Tijucas | 08.01.2019 | 13h15 Geral

Delegado solta traficante preso em flagrante pela PM

Policiais Militares do Vale do Rio Tijucas foram surpreendidos com a decisão de um Delegado da Polícia Civil de Santa Catarina. Um jovem em posse de 50g de cocaína recebeu voz de prisão pelos crimes de tráfico de drogas e resistência em Tijucas, sendo conduzido à Central de Flagrantes, em Itapema. No local o delegado plantonista não concordou com a prisão e converteu o flagrante de tráfico para posse de drogas, de menor potencial ofensivo e que não caracteriza prisão, apenas a assinatura de um termo circunstanciado (TC).
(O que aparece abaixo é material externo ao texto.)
//! Strongly-typed identifier value objects.

use serde::{Deserialize, Serialize};
use std::fmt;
use std::str::FromStr;
use uuid::Uuid;

use super::ValidationError;

/// Unique identifier for a user account.
///
/// User ids are assigned by the account service as positive integers;
/// this subsystem never mints them.
#[derive(Debug, Clone, Copy, PartialEq, Eq, Hash, Serialize, Deserialize)]
#[serde(transparent)]
pub struct UserId(i64);

impl UserId {
    /// Creates a new UserId, returning error if not positive.
    pub fn new(id: i64) -> Result<Self, ValidationError> {
        if id <= 0 {
            return Err(ValidationError::not_positive("user_id", id));
        }
        Ok(Self(id))
    }

    /// Returns the inner integer.
    pub fn as_i64(&self) -> i64 {
        self.0
    }
}

impl fmt::Display for UserId {
    fn fmt(&self, f: &mut fmt::Formatter<'_>) -> fmt::Result {
        write!(f, "{}", self.0)
    }
}

impl FromStr for UserId {
    type Err = ValidationError;

    fn from_str(s: &str) -> Result<Self, Self::Err> {
        let id: i64 = s
            .parse()
            .map_err(|_| ValidationError::invalid_format("user_id", "not an integer"))?;
        Self::new(id)
    }
}

/// Unique identifier for a ledger entry.
#[derive(Debug, Clone, Copy, PartialEq, Eq, Hash, Serialize, Deserialize)]
#[serde(transparent)]
pub struct LedgerEntryId(Uuid);

impl LedgerEntryId {
    /// Creates a new random LedgerEntryId.
    pub fn new() -> Self {
        Self(Uuid::new_v4())
    }

    /// Creates a LedgerEntryId from an existing UUID.
    pub fn from_uuid(uuid: Uuid) -> Self {
        Self(uuid)
    }

    /// Returns the inner UUID.
    pub fn as_uuid(&self) -> &Uuid {
        &self.0
    }
}

impl Default for LedgerEntryId {
    fn default() -> Self {
        Self::new()
    }
}

impl fmt::Display for LedgerEntryId {
    fn fmt(&self, f: &mut fmt::Formatter<'_>) -> fmt::Result {
        write!(f, "{}", self.0)
    }
}

#[cfg(test)]
mod tests {
    use super::*;

    #[test]
    fn user_id_accepts_positive_integers() {
        let id = UserId::new(20).unwrap();
        assert_eq!(id.as_i64(), 20);
        assert_eq!(id.to_string(), "20");
    }

    #[test]
    fn user_id_rejects_zero_and_negative() {
        assert!(UserId::new(0).is_err());
        assert!(UserId::new(-3).is_err());
    }

    #[test]
    fn user_id_parses_from_string() {
        let id: UserId = "42".parse().unwrap();
        assert_eq!(id.as_i64(), 42);

        assert!("".parse::<UserId>().is_err());
        assert!("abc".parse::<UserId>().is_err());
        assert!("-1".parse::<UserId>().is_err());
    }

    #[test]
    fn ledger_entry_ids_are_unique() {
        assert_ne!(LedgerEntryId::new(), LedgerEntryId::new());
    }
}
O caso aconteceu neste sábado (05), na Rodovia SC-410, quando policiais deram sinal de parada com giroflex e sirene para um masculino que realizava manobras perigosas com uma motocicleta naquela rodovia. O suspeito não acatou e tentou fugir, perdendo o controle da moto e caindo. Ele ainda correu em direção a um matagal, mas foi detido pelos policiais, que precisaram utilizar força física para lhe conter.
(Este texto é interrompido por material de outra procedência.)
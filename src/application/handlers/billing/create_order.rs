//! CreateOrderHandler - Command handler for recording purchase orders.
//!
//! Records the locally-issued order the reconciliation path will later
//! settle against. Pricing happens upstream; the command carries the
//! already-priced amount and credit grant.

use std::sync::Arc;

use tracing::info;

use crate::domain::billing::Order;
use crate::domain::foundation::{DomainError, UserId};
use crate::ports::OrderRepository;

/// Command to record a new purchase order.
#[derive(Debug, Clone)]
pub struct CreateOrderCommand {
    pub user_id: UserId,
    /// Provider-assigned order id from the checkout flow.
    pub order_id: String,
    /// Charged amount in minor currency units.
    pub amount: i64,
    /// Credits to grant once the payment is captured.
    pub credits: i64,
}

/// Result of recording an order.
#[derive(Debug, Clone)]
pub struct CreateOrderResult {
    pub order: Order,
}

/// Handler for recording purchase orders.
pub struct CreateOrderHandler {
    orders: Arc<dyn OrderRepository>,
}

impl CreateOrderHandler {
    pub fn new(orders: Arc<dyn OrderRepository>) -> Self {
        Self { orders }
    }

    pub async fn handle(&self, cmd: CreateOrderCommand) -> Result<CreateOrderResult, DomainError> {
        let order = Order::create(cmd.order_id, cmd.user_id, cmd.amount, cmd.credits)
            .map_err(|e| DomainError::validation("order", e.to_string()))?;

        self.orders.create(&order).await?;

        info!(
            order_id = %order.order_id,
            user_id = %order.user_id,
            amount = order.amount,
            credits = order.credits_requested,
            "purchase order recorded"
        );

        Ok(CreateOrderResult { order })
    }
}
Dentro do bolso de I. de A. estava uma sacola plástica branca com 50g de cocaína. Ele recebeu voz de prisão e teve sua motocicleta Honda/CG Titan KS encaminhada ao pátio por infração de trânsito. Aos policiais militares ele teria confessado que a droga seria vendida, por uma quantia estimada em mais de R$ 1 mil. Todavia, o Delegado responsável, que está na região auxiliando os trabalhos da operação veraneio, decidiu por converter a prisão por tráfico em termo circunstanciado por posse de drogas.

"No entendimento da PMSC ficou caracterizado o tráfico de drogas e não a posse de drogas, e em razão disso a Polícia Militar de Tijucas lavrou um boletim de ocorrência na modalidade prisão, que é quando há flagrante por um crime de maior potencial ofensivo. O Delegado, no entendimento dele, não concordou com o crime de tráfico de drogas, descaracterizando o flagrante e enquadrando ele em um crime de menor potencial ofensivo, de posse de drogas, que não há sequer prisão. Dessa forma, o autor do crime foi liberado da Delegacia antes mesmo que os policiais militares", explicou um advogado criminalista consultado pelo Jornal Razão.